From: Jeff Janes <jeff(dot)janes(at)gmail(dot)com>
To: Tom Lane <tgl(at)sss(dot)pgh(dot)pa(dot)us>, pgsql-hackers <pgsql-hackers(at)postgresql(dot)org>
Subject: Re: [pgsql-hackers] Daily digest v1.9418 (15 messages)
Date: 2009-08-27 16:47:30
Message-ID: f67928030908270947h10862c70h9e3a4c59ab21f337@mail.gmail.com
Views: Raw Message | Whole Thread | Download mbox | Resend email
Thread:
Lists: pgsql-hackers

>
> ---------- Forwarded message ----------
> From: Tom Lane <tgl(at)sss(dot)pgh(dot)pa(dot)us>
> To: Robert Haas <robertmhaas(at)gmail(dot)com>
> Date: Thu, 27 Aug 2009 10:11:24 -0400
> Subject: Re: 8.5 release timetable, again
>
> What I'd like to see is some sort of test mechanism for WAL recovery.
> What I've done sometimes in the past (and recently had to fix the tests
> to re-enable) is to kill -9 a backend immediately after running the
> regression tests, let the system replay the WAL for the tests, and then
> take a pg_dump and compare that to the dump gotten after a conventional
> run. However this is quite haphazard since (a) the regression tests
> aren't especially designed to exercise all of the WAL logic, and (b)
> pg_dump might not show the effects of some problems, particularly not
> corruption in non-system indexes. It would be worth the trouble to
> create a more specific test methodology.
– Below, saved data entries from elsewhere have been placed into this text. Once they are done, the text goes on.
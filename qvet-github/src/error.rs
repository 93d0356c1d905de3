//! Error types for GitHub operations

use thiserror::Error;

/// Result type for GitHub operations
pub type Result<T> = std::result::Result<T, Error>;

/// Errors that can occur during GitHub operations
#[derive(Error, Debug)]
pub enum Error {
    /// GitHub API error (transport, auth, not found, ...)
    #[error("GitHub API error: {0}")]
    Api(#[from] octocrab::Error),

    /// Host failure reported by a `RepoHost` that is not backed by octocrab
    #[error("Upstream error: {0}")]
    Upstream(String),

    /// Resolving the branch head or the release tag failed
    #[error("Error loading comparison points: {0}")]
    ComparisonPoints(#[source] Box<Error>),

    /// Comparing the release tag with the branch head failed
    #[error("Error loading comparison: {0}")]
    Comparison(#[source] Box<Error>),

    /// Authentication error
    #[error("GitHub authentication error: {0}")]
    Auth(String),

    /// Parse error
    #[error("Parse error: {0}")]
    Parse(String),
}

impl Error {
    /// Whether this error came from a call to the host
    ///
    /// Every host failure surfaces as-is; nothing is retried locally.
    pub fn is_upstream(&self) -> bool {
        match self {
            Error::Api(_) | Error::Upstream(_) => true,
            Error::ComparisonPoints(inner) | Error::Comparison(inner) => inner.is_upstream(),
            Error::Auth(_) | Error::Parse(_) => false,
        }
    }
}
//! CLI command implementations

pub mod overview;
pub mod status;
pub mod watch;

pub use overview::OverviewArgs;
pub use status::StatusArgs;
pub use watch::WatchArgs;

use std::sync::Arc;

use anyhow::Context;
use qvet_core::Config;
use qvet_github::{GitHubClient, RepoRef};

/// Client for the configured repository
pub(crate) fn open_client(config: &Config) -> anyhow::Result<Arc<GitHubClient>> {
    let repo = RepoRef::new(&config.repository.owner, &config.repository.repo);
    let client = GitHubClient::new(repo).context("Failed to create GitHub client")?;
    Ok(Arc::new(client))
}
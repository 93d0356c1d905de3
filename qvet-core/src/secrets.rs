//! GitHub token lookup for qvet
//!
//! The token lives outside `config.toml` so the configuration can be shared
//! freely. The secrets file is `~/.config/qvet/secrets.toml` and must not be
//! readable by group or others on Unix.
//!
//! Lookup order:
//! 1. `GITHUB_TOKEN`, then `GH_TOKEN`
//! 2. Secrets file

use std::path::{Path, PathBuf};

use serde::{Deserialize, Serialize};
use tracing::{debug, warn};

use crate::{Error, Result};

/// Environment variables checked for a token, in order
const TOKEN_ENV_VARS: [&str; 2] = ["GITHUB_TOKEN", "GH_TOKEN"];

const TEMPLATE: &str = r#"# qvet secrets
# Keep this file private (chmod 600) and out of version control.

[github]
# Personal access token, created at https://github.com/settings/tokens
# Needs read access to contents and read/write access to commit statuses.
token = ""
"#;

/// Secrets structure
#[derive(Debug, Clone, Default, Deserialize, Serialize)]
#[serde(default)]
pub struct Secrets {
    pub github: GitHubSecrets,
}

/// GitHub-related secrets
#[derive(Debug, Clone, Default, Deserialize, Serialize)]
#[serde(default)]
pub struct GitHubSecrets {
    /// GitHub Personal Access Token
    pub token: Option<String>,
}

impl Secrets {
    /// Load secrets from the default location
    ///
    /// Returns empty secrets if the file doesn't exist
    pub fn load() -> Result<Self> {
        match Self::default_secrets_path() {
            Some(path) if path.exists() => Self::load_from_file(&path),
            _ => Ok(Self::default()),
        }
    }

    /// Load secrets from a specific file, refusing files others can read
    pub fn load_from_file(path: &Path) -> Result<Self> {
        #[cfg(unix)]
        check_permissions(path)?;

        let contents = std::fs::read_to_string(path).map_err(Error::Io)?;
        let mut secrets: Secrets = toml::from_str(&contents)
            .map_err(|e| Error::Config(format!("Failed to parse secrets: {}", e)))?;

        secrets.github.token = secrets
            .github
            .token
            .map(|t| t.trim().to_string())
            .filter(|t| !t.is_empty());

        Ok(secrets)
    }

    /// Get the default secrets file path
    ///
    /// Returns `~/.config/qvet/secrets.toml` on Unix
    pub fn default_secrets_path() -> Option<PathBuf> {
        dirs::config_dir().map(|p| p.join("qvet").join("secrets.toml"))
    }

    /// GitHub token, environment first
    pub fn github_token(&self) -> Option<String> {
        for var in TOKEN_ENV_VARS {
            if let Ok(token) = std::env::var(var) {
                let token = token.trim();
                if !token.is_empty() {
                    debug!(var, "Using GitHub token from environment");
                    return Some(token.to_string());
                }
            }
        }

        self.github.token.clone().inspect(|_| {
            debug!("Using GitHub token from secrets file");
        })
    }

    /// Write an empty secrets template with owner-only permissions
    pub fn create_template(path: &Path) -> Result<()> {
        if path.exists() {
            return Err(Error::Config(format!(
                "Secrets file already exists at {}",
                path.display()
            )));
        }

        if let Some(parent) = path.parent() {
            std::fs::create_dir_all(parent).map_err(Error::Io)?;
        }

        std::fs::write(path, TEMPLATE).map_err(Error::Io)?;

        #[cfg(unix)]
        {
            use std::os::unix::fs::PermissionsExt;
            std::fs::set_permissions(path, std::fs::Permissions::from_mode(0o600))
                .map_err(Error::Io)?;
        }

        warn!(path = %path.display(), "Created secrets template - add your GitHub token");

        Ok(())
    }
}

#[cfg(unix)]
fn check_permissions(path: &Path) -> Result<()> {
    use std::os::unix::fs::PermissionsExt;

    let mode = std::fs::metadata(path).map_err(Error::Io)?.permissions().mode();
    if mode & 0o077 != 0 {
        return Err(Error::Config(format!(
            "Secrets file {} has insecure permissions {:o}. Please run: chmod 600 {}",
            path.display(),
            mode & 0o777,
            path.display()
        )));
    }

    Ok(())
}
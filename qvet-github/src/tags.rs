//! Release tag lookup

use crate::{RepoHost, Result};
use qvet_core::ReleaseConfig;
use serde::{Deserialize, Serialize};
use tracing::{debug, info};

/// Tags requested per listing page
pub const TAGS_PER_PAGE: u8 = 100;

/// A repository tag and the commit it points at
#[derive(Debug, Clone, PartialEq, Eq, Serialize, Deserialize)]
pub struct Tag {
    pub name: String,
    pub commit_sha: String,
}

/// Naming convention for production release tags
#[derive(Debug, Clone, PartialEq, Eq)]
pub struct TagSelector {
    /// Tags must start with this prefix
    pub prefix: String,
    /// ...and must not start with this one
    pub excluded_prefix: String,
}

impl TagSelector {
    pub fn new(prefix: impl Into<String>, excluded_prefix: impl Into<String>) -> Self {
        Self {
            prefix: prefix.into(),
            excluded_prefix: excluded_prefix.into(),
        }
    }

    /// Whether a tag name marks a production release
    pub fn matches(&self, name: &str) -> bool {
        name.starts_with(&self.prefix)
            && (self.excluded_prefix.is_empty() || !name.starts_with(&self.excluded_prefix))
    }
}

impl Default for TagSelector {
    fn default() -> Self {
        Self::new("prod-", "prod-revert-")
    }
}

impl From<&ReleaseConfig> for TagSelector {
    fn from(config: &ReleaseConfig) -> Self {
        Self::new(&config.tag_prefix, &config.excluded_tag_prefix)
    }
}

/// Find the latest production tag
///
/// Walks the tag listing in host order (newest first on GitHub) and returns
/// the first tag accepted by `selector`. Pages are fetched lazily; the scan
/// stops at the first match or at the first short page.
pub async fn find_latest_prod_tag<H>(host: &H, selector: &TagSelector) -> Result<Option<Tag>>
where
    H: RepoHost + ?Sized,
{
    debug!(repo = %host.repo(), prefix = %selector.prefix, "Looking for latest release tag");

    let mut page = 1u32;
    loop {
        let tags = host.list_tags(page, TAGS_PER_PAGE).await?;
        let page_len = tags.len();

        if let Some(tag) = tags.into_iter().find(|t| selector.matches(&t.name)) {
            info!(tag = %tag.name, sha = %tag.commit_sha, page, "Found release tag");
            return Ok(Some(tag));
        }

        if page_len < usize::from(TAGS_PER_PAGE) {
            break;
        }
        page += 1;
    }

    info!(pages = page, "No release tag found");
    Ok(None)
}

#[cfg(test)]
mod tests {
    use super::*;
    use crate::testing::FakeHost;

    fn tags(names: &[&str]) -> Vec<Tag> {
        names
            .iter()
            .enumerate()
            .map(|(i, name)| Tag {
                name: name.to_string(),
                commit_sha: format!("sha{}", i),
            })
            .collect()
    }

    #[test]
    fn test_selector_matches() {
        let selector = TagSelector::default();
        assert!(selector.matches("prod-8"));
        assert!(!selector.matches("prod-revert-9"));
        assert!(!selector.matches("v1"));
        assert!(!selector.matches("staging-prod-1"));
    }

    #[test]
    fn test_selector_without_exclusion() {
        let selector = TagSelector::new("release-", "");
        assert!(selector.matches("release-1"));
    }

    #[tokio::test]
    async fn test_skips_revert_tags() {
        let host = FakeHost::new().with_tags(tags(&["prod-revert-9", "prod-8", "v1"]));

        let tag = find_latest_prod_tag(&host, &TagSelector::default())
            .await
            .unwrap()
            .unwrap();
        assert_eq!(tag.name, "prod-8");
        assert_eq!(tag.commit_sha, "sha1");
    }

    #[tokio::test]
    async fn test_returns_first_in_listing_order() {
        let host = FakeHost::new().with_tags(tags(&["v2", "prod-12", "prod-11"]));

        let tag = find_latest_prod_tag(&host, &TagSelector::default())
            .await
            .unwrap()
            .unwrap();
        assert_eq!(tag.name, "prod-12");
    }

    #[tokio::test]
    async fn test_no_matching_tag() {
        let host = FakeHost::new().with_tags(tags(&["prod-revert-1", "v1", "staging-3"]));

        let tag = find_latest_prod_tag(&host, &TagSelector::default())
            .await
            .unwrap();
        assert!(tag.is_none());
        assert_eq!(host.tag_pages_fetched(), 1);
    }

    #[tokio::test]
    async fn test_scans_later_pages() {
        let mut names: Vec<String> = (0..150).map(|i| format!("v{}", i)).collect();
        names[120] = "prod-3".to_string();
        let refs: Vec<&str> = names.iter().map(String::as_str).collect();
        let host = FakeHost::new().with_tags(tags(&refs));

        let tag = find_latest_prod_tag(&host, &TagSelector::default())
            .await
            .unwrap()
            .unwrap();
        assert_eq!(tag.name, "prod-3");
        assert_eq!(host.tag_pages_fetched(), 2);
    }

    #[tokio::test]
    async fn test_stops_at_first_match() {
        let mut names: Vec<String> = (0..250).map(|i| format!("v{}", i)).collect();
        names[3] = "prod-99".to_string();
        let refs: Vec<&str> = names.iter().map(String::as_str).collect();
        let host = FakeHost::new().with_tags(tags(&refs));

        find_latest_prod_tag(&host, &TagSelector::default())
            .await
            .unwrap();
        assert_eq!(host.tag_pages_fetched(), 1);
    }

    #[tokio::test]
    async fn test_listing_error_is_upstream() {
        let host = FakeHost::new().failing();

        let err = find_latest_prod_tag(&host, &TagSelector::default())
            .await
            .unwrap_err();
        assert!(err.is_upstream());
    }
}
//! Commit comparison and bot filtering

use chrono::{DateTime, Utc};
use serde::{Deserialize, Serialize};

/// A commit as listed in a comparison
#[derive(Debug, Clone, PartialEq, Eq, Serialize, Deserialize)]
pub struct Commit {
    pub sha: String,
    /// Login of the GitHub account the commit is attributed to, if any
    pub author_login: Option<String>,
    /// Git author name
    pub author_name: Option<String>,
    pub message: String,
    pub authored_at: Option<DateTime<Utc>>,
    pub html_url: String,
}

impl Commit {
    /// First line of the commit message
    pub fn summary(&self) -> &str {
        self.message.lines().next().unwrap_or_default()
    }

    pub fn short_sha(&self) -> &str {
        self.sha.get(..7).unwrap_or(&self.sha)
    }

    /// Login if known, otherwise the git author name
    pub fn author_display(&self) -> &str {
        self.author_login
            .as_deref()
            .or(self.author_name.as_deref())
            .unwrap_or("unknown")
    }
}

/// How head relates to base in a comparison
#[derive(Debug, Clone, Copy, PartialEq, Eq, Serialize, Deserialize)]
#[serde(rename_all = "lowercase")]
pub enum ComparisonStatus {
    Ahead,
    Behind,
    Identical,
    Diverged,
}

/// Result of comparing two commits
#[derive(Debug, Clone, PartialEq, Eq, Serialize, Deserialize)]
pub struct CommitComparison {
    /// Human-viewable comparison page
    pub html_url: String,
    pub status: ComparisonStatus,
    pub ahead_by: u64,
    pub behind_by: u64,
    pub total_commits: u64,
    /// Commits in host order
    pub commits: Vec<Commit>,
}

/// Commits left after hiding bot commits
#[derive(Debug, Clone, PartialEq, Eq, Serialize, Deserialize)]
pub struct FilteredCommits {
    /// Remaining commits, reverse of host order
    pub visible: Vec<Commit>,
    pub hidden_count: usize,
}

/// Drop commits attributed to `bot_login` and reverse the rest
///
/// Commits without an attributed login are always kept.
pub fn filter_and_order(commits: Vec<Commit>, bot_login: &str) -> FilteredCommits {
    let total = commits.len();
    let visible: Vec<Commit> = commits
        .into_iter()
        .rev()
        .filter(|c| c.author_login.as_deref() != Some(bot_login))
        .collect();

    FilteredCommits {
        hidden_count: total - visible.len(),
        visible,
    }
}

/// What the overview shows for one comparison
#[derive(Debug, Clone, PartialEq, Eq, Serialize, Deserialize)]
pub struct CommitSummary {
    pub html_url: String,
    pub commits: FilteredCommits,
}

impl CommitSummary {
    pub fn from_comparison(comparison: CommitComparison, bot_login: &str) -> Self {
        Self {
            html_url: comparison.html_url,
            commits: filter_and_order(comparison.commits, bot_login),
        }
    }

    /// "Showing N undeployed commits on <branch> ..." caption
    pub fn showing_caption(&self, branch: &str) -> String {
        format!(
            "Showing {} undeployed commits on {} (view the GitHub comparison: {}):",
            self.commits.visible.len(),
            branch,
            self.html_url
        )
    }

    /// "N commits from <bot> are hidden." caption
    pub fn hidden_caption(&self, bot_display_name: &str) -> String {
        format!(
            "{} commits from {} are hidden.",
            self.commits.hidden_count, bot_display_name
        )
    }
}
I hacked mdwrite so that it had a static int counter. When the counter hit
400 and if the guc_of_death was set, it would write out a partial block (to
simulate a partial page write) and then PANIC. I have some Perl code that
runs against the database doing a bunch of updates until the database dies.
Then when it can reconnect again it makes sure the data reflects what Perl
thinks it should. This is how I (belatedly) found and traced down the bug
in the visibility bit. (What I was trying to do is determine if my toying
around with XLogInsert was breaking anything. Since the regression suit
wouldn't show me a problem if one existed, I came up with this. Then I
found things were broken even before I started toying with it...)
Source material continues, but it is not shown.